From the entries below, please output exactly the lines starting at the one containing "pub fn observed_clusters(&self)" and ending at the one containing "names::MEASURE_TEMPERATURE => signals.temperature", both included.

** Information supplied follows **

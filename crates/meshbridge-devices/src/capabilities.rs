//! Capability store.
//!
//! A device exposes its features to the host as named capabilities
//! (`onoff`, `measure_temperature`, ...). Grants are lazy, monotonic and
//! idempotent: a capability appears the first time a value for it is known
//! and never disappears during a session.

use std::collections::BTreeMap;

use meshbridge_core::AttributeValue;
use thiserror::Error;

/// Capability names.
pub mod names {
    pub const ONOFF: &str = "onoff";
    pub const DIM: &str = "dim";
    pub const MEASURE_BATTERY: &str = "measure_battery";
    pub const ALARM_BATTERY: &str = "alarm_battery";
    pub const MEASURE_TEMPERATURE: &str = "measure_temperature";
    pub const TARGET_TEMPERATURE: &str = "target_temperature";
    pub const MEASURE_HUMIDITY: &str = "measure_humidity";
    pub const MEASURE_PRESSURE: &str = "measure_pressure";
    pub const MEASURE_LUMINANCE: &str = "measure_luminance";
    pub const METER_POWER: &str = "meter_power";
    pub const MEASURE_POWER: &str = "measure_power";
    pub const MEASURE_CURRENT: &str = "measure_current";
    pub const MEASURE_VOLTAGE: &str = "measure_voltage";
    pub const ALARM_MOTION: &str = "alarm_motion";
    pub const ALARM_CONTACT: &str = "alarm_contact";
    pub const ALARM_SMOKE: &str = "alarm_smoke";
    pub const ALARM_WATER: &str = "alarm_water";
    pub const ALARM_CO: &str = "alarm_co";
    pub const ALARM_VIBRATION: &str = "alarm_vibration";
    pub const ALARM_GENERIC: &str = "alarm_generic";
    pub const ALARM_TAMPER: &str = "alarm_tamper";
    pub const WINDOWCOVERINGS_SET: &str = "windowcoverings_set";
    pub const LOCKED: &str = "locked";
    pub const LIGHT_HUE: &str = "light_hue";
    pub const LIGHT_SATURATION: &str = "light_saturation";
}

/// Whether a capability reports battery state.
pub fn is_battery_capability(name: &str) -> bool {
    name == names::MEASURE_BATTERY || name == names::ALARM_BATTERY
}

/// A pending capability write.
#[derive(Debug, Clone, PartialEq)]
pub struct CapabilityUpdate {
    pub capability: String,
    pub value: AttributeValue,
}

impl CapabilityUpdate {
    pub fn new(capability: impl Into<String>, value: impl Into<AttributeValue>) -> Self {
        Self {
            capability: capability.into(),
            value: value.into(),
        }
    }
}

/// Errors raised by a capability store when a write is refused.
#[derive(Debug, Clone, PartialEq, Error)]
pub enum CapabilityWriteError {
    #[error("Capability not granted: {0}")]
    NotGranted(String),

    #[error("Capability {capability} rejected value: {reason}")]
    Rejected { capability: String, reason: String },

    #[error("Capability store unavailable")]
    Unavailable,
}

impl From<CapabilityWriteError> for meshbridge_core::Error {
    fn from(err: CapabilityWriteError) -> Self {
        meshbridge_core::Error::Capability(err.to_string())
    }
}

/// Host-side capability collection of one device.
pub trait CapabilityStore: Send {
    /// Add a capability. Returns `true` if it was not present.
    fn grant_capability(&mut self, name: &str) -> bool;

    fn has_capability(&self, name: &str) -> bool;

    /// Store a value. Returns `Ok(true)` if the stored value changed.
    fn set_capability_value(
        &mut self,
        name: &str,
        value: AttributeValue,
    ) -> Result<bool, CapabilityWriteError>;

    fn capability_value(&self, name: &str) -> Option<AttributeValue>;

    /// Granted capability names, sorted.
    fn capabilities(&self) -> Vec<String>;
}

/// In-memory capability store.
#[derive(Debug, Clone, Default, PartialEq)]
pub struct CapabilitySet {
    values: BTreeMap<String, Option<AttributeValue>>,
}

impl CapabilitySet {
    pub fn new() -> Self {
        Self::default()
    }

    pub fn len(&self) -> usize {
        self.values.len()
    }

    pub fn is_empty(&self) -> bool {
        self.values.is_empty()
    }

    /// Granted capabilities with their current values.
    pub fn iter(&self) -> impl Iterator<Item = (&str, Option<&AttributeValue>)> {
        self.values.iter().map(|(k, v)| (k.as_str(), v.as_ref()))
    }

    /// JSON object of capability name to value (`null` when unset).
    pub fn to_json(&self) -> serde_json::Value {
        let map = self
            .values
            .iter()
            .map(|(k, v)| {
                let value = v
                    .as_ref()
                    .map(AttributeValue::to_json)
                    .unwrap_or(serde_json::Value::Null);
                (k.clone(), value)
            })
            .collect();
        serde_json::Value::Object(map)
    }
}

impl CapabilityStore for CapabilitySet {
    fn grant_capability(&mut self, name: &str) -> bool {
        if self.values.contains_key(name) {
            return false;
        }
        self.values.insert(name.to_string(), None);
        true
    }

    fn has_capability(&self, name: &str) -> bool {
        self.values.contains_key(name)
    }

    fn set_capability_value(
        &mut self,
        name: &str,
        value: AttributeValue,
    ) -> Result<bool, CapabilityWriteError> {
        let slot = self
            .values
            .get_mut(name)
            .ok_or_else(|| CapabilityWriteError::NotGranted(name.to_string()))?;
        if slot.as_ref() == Some(&value) {
            return Ok(false);
        }
        *slot = Some(value);
        Ok(true)
    }

    fn capability_value(&self, name: &str) -> Option<AttributeValue> {
        self.values.get(name).cloned().flatten()
    }

    fn capabilities(&self) -> Vec<String> {
        self.values.keys().cloned().collect()
    }
}
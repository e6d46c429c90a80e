//! Tracing subscriber setup.

use tracing_subscriber::EnvFilter;

/// Environment variable switching to JSON log lines.
pub const LOG_JSON_ENV: &str = "MESHBRIDGE_LOG_JSON";

/// Filter used when `RUST_LOG` is unset.
pub const DEFAULT_FILTER: &str = "meshbridge=info";

/// Logging options.
#[derive(Debug, Clone, Default)]
pub struct LogOptions {
    /// Emit JSON instead of the compact human format.
    pub json: bool,
    /// Raise the default filter to `debug`.
    pub verbose: bool,
}

impl LogOptions {
    /// Options from the environment (`MESHBRIDGE_LOG_JSON=true`).
    pub fn from_env() -> Self {
        let json = std::env::var(LOG_JSON_ENV)
            .ok()
            .and_then(|v| v.parse().ok())
            .unwrap_or(false);
        Self {
            json,
            verbose: false,
        }
    }

    fn filter(&self) -> EnvFilter {
        EnvFilter::try_from_default_env().unwrap_or_else(|_| {
            if self.verbose {
                EnvFilter::new("meshbridge=debug")
            } else {
                EnvFilter::new(DEFAULT_FILTER)
            }
        })
    }
}

/// Install the global subscriber.
///
/// Calling this more than once is harmless; later calls are ignored.
pub fn init_logging(options: &LogOptions) {
    let filter = options.filter();
    let result = if options.json {
        tracing_subscriber::fmt()
            .json()
            .with_env_filter(filter)
            .with_target(true)
            .try_init()
    } else {
        tracing_subscriber::fmt()
            .with_env_filter(filter)
            .with_target(false)
            .with_thread_ids(false)
            .with_file(false)
            .with_line_number(false)
            .compact()
            .try_init()
    };
    if result.is_err() {
        tracing::debug!(category = "logging", "Subscriber already installed");
    }
}

#[cfg(test)]
mod tests {
    use super::*;

    #[test]
    fn test_init_twice_is_harmless() {
        init_logging(&LogOptions::default());
        init_logging(&LogOptions {
            json: true,
            verbose: true,
        });
    }
}
impl ProfileLearner {
    pub fn new(history_limit: usize) -> Self {
        Self {
            vendor: None,
            model: None,
            history_limit: history_limit.max(1),
            table: HeuristicTable::defaults(),
            datapoints: BTreeMap::new(),
            clusters: BTreeMap::new(),
        }
    }

    /// Use a custom datapoint table for capability hints.
    pub fn with_table(mut self, table: HeuristicTable) -> Self {
        self.table = table;
        self
    }

    pub fn set_identity(&mut self, vendor: Option<String>, model: Option<String>) {
        if vendor.is_some() {
            self.vendor = vendor;
        }
        if model.is_some() {
            self.model = model;
        }
    }

    pub fn history_limit(&self) -> usize {
        self.history_limit
    }

    /// Record one datapoint value.
    pub fn observe(&mut self, id: u8, value: AttributeValue, tag: u8, at: DateTime<Utc>) {
        let limit = self.history_limit;
        let entry = self
            .datapoints
            .entry(id)
            .or_insert_with(|| DatapointHistoryEntry::new(id, tag, limit, at));
        entry.record(value, tag, at);
        trace!(
            category = "learner",
            dp = id,
            tag,
            samples = entry.count,
            "Datapoint observed"
        );
    }

    /// Record a decoded datapoint, recognized or not.
    pub fn observe_decoded(&mut self, decoded: &Decoded, at: DateTime<Utc>) {
        match decoded {
            Decoded::Recognized(dp) => {
                self.observe(dp.id, dp.value.to_attribute_value(), dp.data_type().tag(), at)
            }
            Decoded::Unrecognized(raw) => {
                self.observe(raw.id, AttributeValue::Binary(raw.raw.clone()), raw.tag, at)
            }
        }
    }

    /// Record standard-cluster traffic.
    pub fn observe_cluster(&mut self, cluster_id: u16, attribute: u16) {
        self.clusters.entry(cluster_id).or_default().insert(attribute);
    }

    /// Record that a cluster carried a command. The cluster is listed in the
    /// profile but adds no signal family on its own.
    pub fn observe_cluster_command(&mut self, cluster_id: u16) {
        self.clusters.entry(cluster_id).or_default();
    }

    pub fn history(&self, id: u8) -> Option<&DatapointHistoryEntry> {
        self.datapoints.get(&id)
    }

    pub fn datapoint_ids(&self) -> impl Iterator<Item = u8> + '_ {
        self.datapoints.keys().copied()
    }

    pub fn observed_clusters(&self) -> impl Iterator<Item = u16> + '_ {
        self.clusters.keys().copied()
    }

    /// Capability a datapoint probably drives.
    fn datapoint_capability(&self, entry: &DatapointHistoryEntry) -> Option<String> {
        if let Some(cap) = self.table.capability_of(entry.id) {
            return Some(cap.to_string());
        }
        match entry.value_kind() {
            ValueKind::Temperature => Some(names::MEASURE_TEMPERATURE.to_string()),
            ValueKind::Luminance if entry.max.unwrap_or(0.0) > 100.0 => {
                Some(names::MEASURE_LUMINANCE.to_string())
            }
            _ => None,
        }
    }

    fn signals(&self) -> Signals {
        let mut signals = Signals::default();
        let mut note = |cap: &str| match cap {
            names::MEASURE_TEMPERATURE => signals.temperature = true,
            names::MEASURE_HUMIDITY => signals.humidity = true,
            names::ONOFF => signals.onoff = true,
            names::DIM => signals.level = true,
            names::METER_POWER | names::MEASURE_POWER | names::MEASURE_CURRENT
            | names::MEASURE_VOLTAGE => signals.metering = true,
            _ => {}
        };

        for entry in self.datapoints.values() {
            if let Some(cap) = self.datapoint_capability(entry) {
                note(&cap);
            }
        }
        for (cluster_id, attributes) in &self.clusters {
            for attribute in attributes {
                if let Some(cap) = cluster_capability(*cluster_id, *attribute) {
                    note(cap);
                }
            }
        }
        signals
    }

    /// Classify from the signal families seen so far.
    ///
    /// Never fails: ambiguous traffic yields [`DeviceClass::Other`] with a
    /// reason.
    pub fn classify(&self) -> Classification {
        let s = self.signals();

        let class = if s.temperature && s.humidity && !s.onoff {
            DeviceClass::EnvironmentalSensor
        } else if s.onoff && s.level {
            DeviceClass::LightDimmer
        } else if s.onoff && s.metering {
            DeviceClass::SmartPlug
        } else {
            let reason = if self.datapoints.is_empty() && self.clusters.is_empty() {
                "no traffic observed"
            } else if s.onoff {
                "on/off without level or metering signals"
            } else if s.temperature != s.humidity {
                "only one of temperature and humidity observed"
            } else if s.level || s.metering {
                "level or metering signals without on/off"
            } else {
                "no known signal family observed"
            };
            return Classification {
                class: DeviceClass::Other,
                reason: Some(reason.to_string()),
            };
        };

        Classification {
            class,
            reason: None,
        }
    }

    /// Build the learned profile from everything observed so far.
    pub fn synthesize_profile(&self) -> LearnedProfile {
        let classification = self.classify();

        let mut capabilities = BTreeSet::new();
        let datapoints: Vec<DatapointHint> = self
            .datapoints
            .values()
            .map(|entry| {
                let capability = self.datapoint_capability(entry);
                if let Some(cap) = &capability {
                    capabilities.insert(cap.clone());
                }
                DatapointHint {
                    id: entry.id,
                    tag: entry.tag,
                    kind: entry.value_kind(),
                    capability,
                    samples: entry.count,
                    min: entry.min,
                    max: entry.max,
                }
            })
            .collect();

        for (cluster_id, attributes) in &self.clusters {
            for attribute in attributes {
                if let Some(cap) = cluster_capability(*cluster_id, *attribute) {
                    capabilities.insert(cap.to_string());
                }
            }
        }

        let profile = LearnedProfile {
            identifier: profile_identifier(self.vendor.as_deref(), self.model.as_deref()),
            vendor: self.vendor.clone(),
            model: self.model.clone(),
            device_class: classification.class,
            reason: classification.reason,
            capabilities: capabilities.into_iter().collect(),
            clusters: self.clusters.keys().copied().collect(),
            datapoints,
            learned_at: Utc::now(),
        };
        debug!(
            category = "learner",
            identifier = %profile.identifier,
            class = %profile.device_class,
            capabilities = profile.capabilities.len(),
            "Profile synthesized"
        );
        profile
    }
}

** End of Information supplied **

**Task response:**
    pub fn observed_clusters(&self) -> impl Iterator<Item = u16> + '_ {
        self.clusters.keys().copied()
    }

    /// Capability a datapoint probably drives.
    fn datapoint_capability(&self, entry: &DatapointHistoryEntry) -> Option<String> {
        if let Some(cap) = self.table.capability_of(entry.id) {
            return Some(cap.to_string());
        }
        match entry.value_kind() {
            ValueKind::Temperature => Some(names::MEASURE_TEMPERATURE.to_string()),
            ValueKind::Luminance if entry.max.unwrap_or(0.0) > 100.0 => {
                Some(names::MEASURE_LUMINANCE.to_string())
            }
            _ => None,
        }
    }

    fn signals(&self) -> Signals {
        let mut signals = Signals::default();
        let mut note = |cap: &str| match cap {
            names::MEASURE_TEMPERATURE => signals.temperature = true,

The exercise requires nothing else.